_PROBLEM DESCRIPTION:_
What you return must be an exact copy of the lines in the listing below between the line holding "#[derive(Debug, Error)]" and the line holding "let value = stored", inclusive, and nothing more.

_RECORDS PROVIDED:_

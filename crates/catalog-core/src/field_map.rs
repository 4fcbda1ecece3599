//! Translation between in-memory records and storage rows.
//!
//! The store uses snake_case column names for some fields while records use
//! camelCase. Each kind has one explicit table of renamed fields; every other
//! field passes through untouched.

use serde_json::{Map, Value};
use thiserror::Error;

use crate::record::{CollectionKind, NewsArticle, Record, Tool};

#[derive(Debug, Error)]
pub enum FieldMapError {
    #[error("Row is not a JSON object")]
    NotAnObject,

    #[error("Failed to encode record: {0}")]
    Encode(String),

    #[error("Failed to decode {kind} row: {message}")]
    Decode {
        kind: CollectionKind,
        message: String,
    },
}

pub type Result<T> = std::result::Result<T, FieldMapError>;

/// A JSON row in storage representation.
pub type Row = Map<String, Value>;

/// Columns the server owns; never sent on update.
pub const SERVER_OWNED: [&str; 2] = ["id", "created_at"];

/// Bidirectional (public name, storage name) table.
#[derive(Debug)]
pub struct FieldMap {
    pairs: &'static [(&'static str, &'static str)],
}

pub static TOOL_FIELDS: FieldMap = FieldMap {
    pairs: &[("imageUrl", "image_url")],
};

pub static NEWS_FIELDS: FieldMap = FieldMap {
    pairs: &[("imageUrl", "image_url")],
};

impl FieldMap {
    pub fn pairs(&self) -> &'static [(&'static str, &'static str)] {
        self.pairs
    }

    /// Storage name for a public field.
    pub fn storage_name<'a>(&self, public: &'a str) -> &'a str {
        self.pairs
            .iter()
            .find(|(p, _)| *p == public)
            .map(|(_, s)| *s)
            .unwrap_or(public)
    }

    /// Rename public keys to storage keys in place.
    fn to_storage(&self, row: &mut Row) {
        for (public, storage) in self.pairs {
            if let Some(value) = row.remove(*public) {
                row.insert((*storage).to_string(), value);
            }
        }
    }

    /// Rename storage keys to public keys in place.
    ///
    /// A missing, null, or empty storage value falls back to the public key
    /// (rows written by older clients), then to an empty string.
    fn to_public(&self, row: &mut Row) {
        for (public, storage) in self.pairs {
            let stored = row.remove(*storage).filter(|v| !is_blank(v));
            let value = stored
                .or_else(|| row.remove(*public).filter(|v| !is_blank(v)))
                .unwrap_or_else(|| Value::String(String::new()));
            row.insert((*public).to_string(), value);
        }
    }
}

fn is_blank(value: &Value) -> bool {
    match value {
        Value::Null => true,
        Value::String(s) => s.is_empty(),
        _ => false,
    }
}

/// Encode a record as a storage row.
pub fn to_row(record: &Record) -> Result<Row> {
    let value = match record {
        Record::Tool(t) => serde_json::to_value(t),
        Record::News(n) => serde_json::to_value(n),
    }
    .map_err(|e| FieldMapError::Encode(e.to_string()))?;

    let Value::Object(mut row) = value else {
        return Err(FieldMapError::NotAnObject);
    };
    record.kind().field_map().to_storage(&mut row);
    Ok(row)
}

/// Decode a storage row into a record of `kind`.
pub fn from_row(kind: CollectionKind, value: Value) -> Result<Record> {
    let Value::Object(mut row) = value else {
        return Err(FieldMapError::NotAnObject);
    };
    kind.field_map().to_public(&mut row);

    let decode_err = |e: serde_json::Error| FieldMapError::Decode {
        kind,
        message: e.to_string(),
    };
    let value = Value::Object(row);
    match kind {
        CollectionKind::Tools => serde_json::from_value::<Tool>(value)
            .map(Record::Tool)
            .map_err(decode_err),
        CollectionKind::News => serde_json::from_value::<NewsArticle>(value)
            .map(Record::News)
            .map_err(decode_err),
    }
}

/// Row sent on insert. The id is stripped so the server assigns one; news
/// gets its publication date from `now`.
pub fn insert_row(record: &Record, now: &str) -> Result<Row> {
    let mut row = to_row(record)?;
    row.remove("id");
    if record.kind() == CollectionKind::News {
        row.insert("date".to_string(), Value::String(now.to_string()));
    }
    Ok(row)
}

/// Row sent on update, without server-owned columns.
pub fn update_row(record: &Record) -> Result<Row> {
    let mut row = to_row(record)?;
    for column in SERVER_OWNED {
        row.remove(column);
    }
    Ok(row)
}

#[cfg(test)]
mod tests {
    use super::*;
    use serde_json::json;

    fn sample_tool() -> Record {
        Record::Tool(Tool {
            id: "t-1".into(),
            name: "Scribe".into(),
            description: "Writes things".into(),
            category: "Writing".into(),
            tags: vec!["text".into(), "llm".into()],
            price: "Free".into(),
            image_url: "https://cdn/scribe.png".into(),
            website: "https://scribe.ai".into(),
        })
    }

    #[test]
    fn test_to_row_renames_image_url() {
        let row = to_row(&sample_tool()).unwrap();
        assert_eq!(row["image_url"], "https://cdn/scribe.png");
        assert!(!row.contains_key("imageUrl"));
        assert_eq!(row["tags"], json!(["text", "llm"]));
    }

    #[test]
    fn test_round_trip_is_lossless() {
        let news = Record::News(NewsArticle {
            id: "n-1".into(),
            title: "Launch".into(),
            image_url: "https://cdn/n.png".into(),
            date: "2025-01-01T00:00:00Z".into(),
            ..Default::default()
        });
        for record in [sample_tool(), news] {
            let row = to_row(&record).unwrap();
            let back = from_row(record.kind(), Value::Object(row)).unwrap();
            assert_eq!(back, record);
        }
    }

    #[test]
    fn test_from_row_falls_back_to_public_name() {
        let row = json!({"id": "t-2", "name": "Old", "image_url": null, "imageUrl": "https://legacy"});
        let record = from_row(CollectionKind::Tools, row).unwrap();
        assert_eq!(record.as_tool().unwrap().image_url, "https://legacy");

        let row = json!({"id": "t-3", "name": "Bare"});
        let record = from_row(CollectionKind::Tools, row).unwrap();
        assert_eq!(record.as_tool().unwrap().image_url, "");
    }

    #[test]
    fn test_from_row_ignores_storage_only_columns() {
        let row = json!({"id": "t-4", "name": "X", "created_at": "2025-02-02T00:00:00Z"});
        let record = from_row(CollectionKind::Tools, row).unwrap();
        assert_eq!(record.id(), "t-4");
    }

    #[test]
    fn test_insert_row_strips_id_and_stamps_news_date() {
        let row = insert_row(&sample_tool(), "2025-03-03T00:00:00Z").unwrap();
        assert!(!row.contains_key("id"));
        assert!(!row.contains_key("date"));

        let news = Record::News(NewsArticle {
            id: "client-side".into(),
            date: "stale".into(),
            ..Default::default()
        });
        let row = insert_row(&news, "2025-03-03T00:00:00Z").unwrap();
        assert!(!row.contains_key("id"));
        assert_eq!(row["date"], "2025-03-03T00:00:00Z");
    }

    #[test]
    fn test_update_row_strips_server_owned() {
        let row = update_row(&sample_tool()).unwrap();
        assert!(!row.contains_key("id"));
        assert!(!row.contains_key("created_at"));
        assert_eq!(row["name"], "Scribe");
    }

    #[test]
    fn test_from_row_rejects_non_object() {
        assert!(matches!(
            from_row(CollectionKind::News, json!([1, 2])),
            Err(FieldMapError::NotAnObject)
        ));
    }
}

_RESPONSE TO THE TASK:_
#[derive(Debug, Error)]
pub enum FieldMapError {
    #[error("Row is not a JSON object")]
    NotAnObject,

    #[error("Failed to encode record: {0}")]
    Encode(String),

    #[error("Failed to decode {kind} row: {message}")]
    Decode {
        kind: CollectionKind,
        message: String,
    },
}

pub type Result<T> = std::result::Result<T, FieldMapError>;

/// A JSON row in storage representation.
pub type Row = Map<String, Value>;

/// Columns the server owns; never sent on update.
pub const SERVER_OWNED: [&str; 2] = ["id", "created_at"];

/// Bidirectional (public name, storage name) table.
#[derive(Debug)]
pub struct FieldMap {
    pairs: &'static [(&'static str, &'static str)],
}

pub static TOOL_FIELDS: FieldMap = FieldMap {
    pairs: &[("imageUrl", "image_url")],
};

pub static NEWS_FIELDS: FieldMap = FieldMap {
    pairs: &[("imageUrl", "image_url")],
};

impl FieldMap {
    pub fn pairs(&self) -> &'static [(&'static str, &'static str)] {
        self.pairs
    }

    /// Storage name for a public field.
    pub fn storage_name<'a>(&self, public: &'a str) -> &'a str {
        self.pairs
            .iter()
            .find(|(p, _)| *p == public)
            .map(|(_, s)| *s)
            .unwrap_or(public)
    }

    /// Rename public keys to storage keys in place.
    fn to_storage(&self, row: &mut Row) {
        for (public, storage) in self.pairs {
            if let Some(value) = row.remove(*public) {
                row.insert((*storage).to_string(), value);
            }
        }
    }

    /// Rename storage keys to public keys in place.
    ///
    /// A missing, null, or empty storage value falls back to the public key
    /// (rows written by older clients), then to an empty string.
    fn to_public(&self, row: &mut Row) {
        for (public, storage) in self.pairs {
            let stored = row.remove(*storage).filter(|v| !is_blank(v));
            let value = stored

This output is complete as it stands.